To do -> Scan the entries line by line and return those with "WebPkiServerVerifier".
Top of Entries shown
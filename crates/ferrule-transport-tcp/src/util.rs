use std::net::{IpAddr, Ipv4Addr, Ipv6Addr, SocketAddr, ToSocketAddrs};

use ferrule_transport::{AddressFamily, Result};

use crate::error::{self, map_io_error, operation_error};

/// 解析主机与端口，并按地址族过滤。
///
/// 保留解析器给出的顺序，调用方按序逐个尝试。
pub(crate) fn resolve(host: &str, port: u16, family: AddressFamily) -> Result<Vec<SocketAddr>> {
    let candidates: Vec<SocketAddr> = (host, port)
        .to_socket_addrs()
        .map_err(|err| map_io_error(error::RESOLVE, err))?
        .filter(|addr| family.admits(addr))
        .collect();
    if candidates.is_empty() {
        return Err(operation_error(
            error::RESOLVE,
            &format!("no {family:?} address for {host}:{port}"),
        ));
    }
    Ok(candidates)
}

/// 监听地址为空时按地址族选择通配地址。
pub(crate) fn wildcard(family: AddressFamily, port: u16) -> SocketAddr {
    match family {
        AddressFamily::V6 => SocketAddr::new(IpAddr::V6(Ipv6Addr::UNSPECIFIED), port),
        AddressFamily::V4 | AddressFamily::Unspecified => {
            SocketAddr::new(IpAddr::V4(Ipv4Addr::UNSPECIFIED), port)
        }
    }
}
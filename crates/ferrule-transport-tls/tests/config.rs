//! 配置入口：许可对端策略性质、TOML 文件加载与默认凭据回落。

mod support;

use std::sync::Arc;

use anyhow::Context;
use ferrule_transport_tls::{
    AuthPolicy, CredentialPaths, DriverConfig, ErrorKind, Mode, StreamSettings,
};
use proptest::prelude::*;
use support::{CLIENT_NAME, Pki, SERVER_NAME};

fn policy() -> impl Strategy<Value = &'static str> {
    prop_oneof![Just("anon"), Just("x509/certvalid"), Just("x509/name")]
}

fn peer_name() -> impl Strategy<Value = String> {
    "[a-z][a-z0-9-]{0,9}(\\.[a-z][a-z0-9-]{0,9}){0,3}"
}

proptest! {
    /// 许可对端只在名称策略下被接受；被拒绝时已存值保持不变。
    #[test]
    fn permitted_peer_follows_policy(mode in policy(), peer in peer_name()) {
        let mut settings = StreamSettings::default();
        settings.set_permitted_peer(Some("kept.example.com")).expect("default policy");
        settings.set_auth_policy(Some(mode)).expect("known policy");

        let outcome = settings.set_permitted_peer(Some(&peer)).map(|_| ());
        if settings.auth_policy() == AuthPolicy::RequireValidCertAndName {
            prop_assert!(outcome.is_ok());
            prop_assert_eq!(settings.permitted_peer(), Some(peer.as_str()));
        } else {
            let kind = outcome.err().map(|err| err.kind());
            prop_assert_eq!(kind, Some(ErrorKind::PolicyMismatch));
            prop_assert_eq!(settings.permitted_peer(), Some("kept.example.com"));
        }
    }

    #[test]
    fn wildcard_peers_never_stored(prefix in "[a-z]{0,5}", suffix in peer_name()) {
        let mut settings = StreamSettings::default();
        let peer = format!("{prefix}*.{suffix}");
        let kind = settings.set_permitted_peer(Some(&peer)).err().map(|err| err.kind());
        prop_assert_eq!(kind, Some(ErrorKind::Unsupported));
        prop_assert_eq!(settings.permitted_peer(), None);
    }
}

#[test]
fn driver_config_loads_from_file() -> anyhow::Result<()> {
    let dir = tempfile::tempdir()?;
    let path = dir.path().join("ferrule.toml");
    std::fs::write(
        &path,
        r#"
        [defaults]
        ca_file = "/srv/pki/ca.pem"

        [stream]
        mode = 1
        auth_mode = "x509/certvalid"
        verify_depth = 4
        "#,
    )?;

    let settings = DriverConfig::from_path(&path)?.stream_settings()?;
    assert_eq!(settings.mode(), Mode::Secure);
    assert_eq!(settings.auth_policy(), AuthPolicy::RequireValidCert);
    assert_eq!(settings.verify_depth(), Some(4));
    assert_eq!(
        settings.resolved_credentials().ca_file.as_deref(),
        Some(std::path::Path::new("/srv/pki/ca.pem"))
    );
    Ok(())
}

#[test]
fn driver_config_reports_unreadable_and_malformed_files() -> anyhow::Result<()> {
    let dir = tempfile::tempdir()?;
    let missing = DriverConfig::from_path(dir.path().join("absent.toml"))
        .err()
        .context("missing file")?;
    assert_eq!(missing.kind(), ErrorKind::Configuration);

    let path = dir.path().join("broken.toml");
    std::fs::write(&path, "[stream]\nmode = 1\nunknown_key = true\n")?;
    let malformed = DriverConfig::from_path(&path).err().context("unknown key")?;
    assert_eq!(malformed.kind(), ErrorKind::Configuration);

    std::fs::write(&path, "[stream]\nmode = 7\n")?;
    let invalid = DriverConfig::from_path(&path)?
        .stream_settings()
        .err()
        .context("mode 7")?;
    assert_eq!(invalid.code(), "ferrule.transport.tls.invalid_mode");
    Ok(())
}

/// 连接未单独指定 CA 时回落到进程级默认路径，握手照常完成。
#[test]
fn defaults_supply_missing_credential_paths() -> anyhow::Result<()> {
    let pki = Pki::generate()?;
    let defaults = Arc::new(CredentialPaths::new().with_ca_file(&pki.ca));

    let build = |identity: &support::Identity, peer: &str| -> anyhow::Result<StreamSettings> {
        let mut settings = StreamSettings::new(defaults.clone());
        settings
            .set_mode(Mode::Secure)
            .set_handshake_timeout(Some(support::TIMEOUT))
            .set_credentials(
                CredentialPaths::new()
                    .with_key_file(&identity.key)
                    .with_cert_file(&identity.cert),
            )
            .set_permitted_peer(Some(peer))?;
        Ok(settings)
    };

    let (client, server) = support::connected_pair(
        build(&pki.server, CLIENT_NAME)?,
        build(&pki.client, SERVER_NAME)?,
    )?;
    assert!(client.credentials().is_some_and(|creds| creds.has_ca()));
    assert!(server.session_active());
    Ok(())
}
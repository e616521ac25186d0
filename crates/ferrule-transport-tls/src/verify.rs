//! 证书校验回调。
//!
//! 驱动层策略（链深度上限、认证模式、许可对端）在这里与引擎自身的链校验组合；
//! 链与吊销校验本身交给 `rustls` 的 webpki 校验器完成。

use std::sync::Arc;

use rustls::{
    CertificateError, DigitallySignedStruct, DistinguishedName, Error, SignatureScheme,
    client::{
        WebPkiServerVerifier,
        danger::{HandshakeSignatureValid, ServerCertVerified, ServerCertVerifier},
        verify_server_name,
    },
    crypto::{CryptoProvider, verify_tls12_signature, verify_tls13_signature},
    pki_types::{CertificateDer, ServerName, UnixTime},
    server::{
        ParsedCertificate,
        danger::{ClientCertVerified, ClientCertVerifier},
    },
};
use tracing::warn;

use crate::config::AuthPolicy;

/// 按链顺序逐张检查深度：终端实体为 0，第 i 张中间证书为 i。
///
/// 返回第一张超出上限的证书深度。
pub(crate) fn exceeded_depth(chain_len: usize, bound: Option<usize>) -> Option<usize> {
    let bound = bound?;
    (0..chain_len).find(|depth| *depth > bound)
}

/// 链长度按校验后的完整路径计：出示的证书之外，执行了链校验时信任锚也占一层深度。
fn check_depth(
    intermediates: &[CertificateDer<'_>],
    anchored: bool,
    bound: Option<usize>,
) -> Result<(), Error> {
    let chain_len = intermediates.len() + 1 + usize::from(anchored);
    match exceeded_depth(chain_len, bound) {
        Some(depth) => {
            warn!(depth, bound, "certificate chain exceeds verify depth");
            Err(Error::InvalidCertificate(
                CertificateError::ApplicationVerificationFailure,
            ))
        }
        None => Ok(()),
    }
}

fn is_name_mismatch(error: &Error) -> bool {
    matches!(
        error,
        Error::InvalidCertificate(
            CertificateError::NotValidForName | CertificateError::NotValidForNameContext { .. }
        )
    )
}

/// 客户端校验服务端证书链的回调。
///
/// # 教案级注释
///
/// ## 逻辑（How）
/// 1. 先执行链深度检查，超限立即失败；除 `anon` 外信任锚计入深度；
/// 2. `anon` 策略到此为止；
/// 3. `x509/certvalid` 执行完整链与吊销校验，仅容忍名称不匹配；
/// 4. `x509/name` 执行完整校验，名称取自建连时设置的服务器名（许可对端或目标主机）。
#[derive(Debug)]
pub(crate) struct ServerChainVerifier {
    policy: AuthPolicy,
    depth_bound: Option<usize>,
    inner: Option<Arc<WebPkiServerVerifier>>,
    provider: Arc<CryptoProvider>,
}

impl ServerChainVerifier {
    pub(crate) fn new(
        policy: AuthPolicy,
        depth_bound: Option<usize>,
        inner: Option<Arc<WebPkiServerVerifier>>,
        provider: Arc<CryptoProvider>,
    ) -> Self {
        Self {
            policy,
            depth_bound,
            inner,
            provider,
        }
    }
}

impl ServerCertVerifier for ServerChainVerifier {
    fn verify_server_cert(
        &self,
        end_entity: &CertificateDer<'_>,
        intermediates: &[CertificateDer<'_>],
        server_name: &ServerName<'_>,
        ocsp_response: &[u8],
        now: UnixTime,
    ) -> Result<ServerCertVerified, Error> {
        let anchored = self.policy != AuthPolicy::None && self.inner.is_some();
        check_depth(intermediates, anchored, self.depth_bound)?;
        let inner = match (self.policy, &self.inner) {
            (AuthPolicy::None, _) => return Ok(ServerCertVerified::assertion()),
            (_, Some(inner)) => inner,
            (_, None) => return Err(Error::InvalidCertificate(CertificateError::UnknownIssuer)),
        };
        let verified =
            inner.verify_server_cert(end_entity, intermediates, server_name, ocsp_response, now);
        match verified {
            Err(err) if self.policy == AuthPolicy::RequireValidCert && is_name_mismatch(&err) => {
                Ok(ServerCertVerified::assertion())
            }
            other => other,
        }
    }

    fn verify_tls12_signature(
        &self,
        message: &[u8],
        cert: &CertificateDer<'_>,
        dss: &DigitallySignedStruct,
    ) -> Result<HandshakeSignatureValid, Error> {
        verify_tls12_signature(
            message,
            cert,
            dss,
            &self.provider.signature_verification_algorithms,
        )
    }

    fn verify_tls13_signature(
        &self,
        message: &[u8],
        cert: &CertificateDer<'_>,
        dss: &DigitallySignedStruct,
    ) -> Result<HandshakeSignatureValid, Error> {
        verify_tls13_signature(
            message,
            cert,
            dss,
            &self.provider.signature_verification_algorithms,
        )
    }

    fn supported_verify_schemes(&self) -> Vec<SignatureScheme> {
        self.provider
            .signature_verification_algorithms
            .supported_schemes()
    }
}

/// 服务端校验客户端证书链的回调；客户端证书为必选。
///
/// 只有在 `x509/name` 策略且设置了许可对端时才额外检查终端证书名称。
#[derive(Debug)]
pub(crate) struct ClientChainVerifier {
    depth_bound: Option<usize>,
    permitted_peer: Option<ServerName<'static>>,
    inner: Arc<dyn ClientCertVerifier>,
}

impl ClientChainVerifier {
    pub(crate) fn new(
        depth_bound: Option<usize>,
        permitted_peer: Option<ServerName<'static>>,
        inner: Arc<dyn ClientCertVerifier>,
    ) -> Self {
        Self {
            depth_bound,
            permitted_peer,
            inner,
        }
    }
}

impl ClientCertVerifier for ClientChainVerifier {
    fn offer_client_auth(&self) -> bool {
        true
    }

    fn client_auth_mandatory(&self) -> bool {
        true
    }

    fn root_hint_subjects(&self) -> &[DistinguishedName] {
        self.inner.root_hint_subjects()
    }

    fn verify_client_cert(
        &self,
        end_entity: &CertificateDer<'_>,
        intermediates: &[CertificateDer<'_>],
        now: UnixTime,
    ) -> Result<ClientCertVerified, Error> {
        check_depth(intermediates, true, self.depth_bound)?;
        let verified = self.inner.verify_client_cert(end_entity, intermediates, now)?;
        if let Some(peer) = &self.permitted_peer {
            let cert = ParsedCertificate::try_from(end_entity)?;
            verify_server_name(&cert, peer).inspect_err(|_| {
                warn!(peer = ?peer, "client certificate does not match the permitted peer");
            })?;
        }
        Ok(verified)
    }

    fn verify_tls12_signature(
        &self,
        message: &[u8],
        cert: &CertificateDer<'_>,
        dss: &DigitallySignedStruct,
    ) -> Result<HandshakeSignatureValid, Error> {
        self.inner.verify_tls12_signature(message, cert, dss)
    }

    fn verify_tls13_signature(
        &self,
        message: &[u8],
        cert: &CertificateDer<'_>,
        dss: &DigitallySignedStruct,
    ) -> Result<HandshakeSignatureValid, Error> {
        self.inner.verify_tls13_signature(message, cert, dss)
    }

    fn supported_verify_schemes(&self) -> Vec<SignatureScheme> {
        self.inner.supported_verify_schemes()
    }
}

#[cfg(test)]
mod tests {
    use super::*;

    #[test]
    fn depth_is_counted_from_the_end_entity() {
        assert_eq!(exceeded_depth(3, None), None);
        assert_eq!(exceeded_depth(3, Some(2)), None);
        assert_eq!(exceeded_depth(3, Some(1)), Some(2));
        assert_eq!(exceeded_depth(1, Some(1)), None);
    }

    #[test]
    fn trust_anchor_occupies_one_depth() {
        let cert = CertificateDer::from(vec![0x30, 0x00]);
        let intermediates = [cert.clone(), cert];
        assert!(check_depth(&intermediates, false, Some(2)).is_ok());
        assert!(check_depth(&intermediates, true, Some(2)).is_err());
        assert!(check_depth(&intermediates, true, Some(3)).is_ok());
        assert!(check_depth(&intermediates, true, None).is_ok());
    }

    #[test]
    fn only_name_errors_count_as_mismatch() {
        assert!(is_name_mismatch(&Error::InvalidCertificate(
            CertificateError::NotValidForName
        )));
        assert!(!is_name_mismatch(&Error::InvalidCertificate(
            CertificateError::UnknownIssuer
        )));
        assert!(!is_name_mismatch(&Error::HandshakeNotComplete));
    }

    #[test]
    fn anonymous_policy_accepts_without_trust_anchors() {
        let provider = Arc::new(rustls::crypto::ring::default_provider());
        let verifier = ServerChainVerifier::new(AuthPolicy::None, Some(1), None, provider);
        let cert = CertificateDer::from(vec![0x30, 0x00]);
        let name = ServerName::try_from("host.example.com").expect("dns name");
        verifier
            .verify_server_cert(&cert, &[], &name, &[], UnixTime::now())
            .expect("anon accepts");

        let too_deep = [cert.clone(), cert.clone()];
        let err = verifier
            .verify_server_cert(&cert, &too_deep, &name, &[], UnixTime::now())
            .expect_err("depth is enforced even for anon");
        assert_eq!(
            err,
            Error::InvalidCertificate(CertificateError::ApplicationVerificationFailure)
        );
    }
}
Bottom of Entries shown
Expected answer ->
        WebPkiServerVerifier,
    inner: Option<Arc<WebPkiServerVerifier>>,
        inner: Option<Arc<WebPkiServerVerifier>>,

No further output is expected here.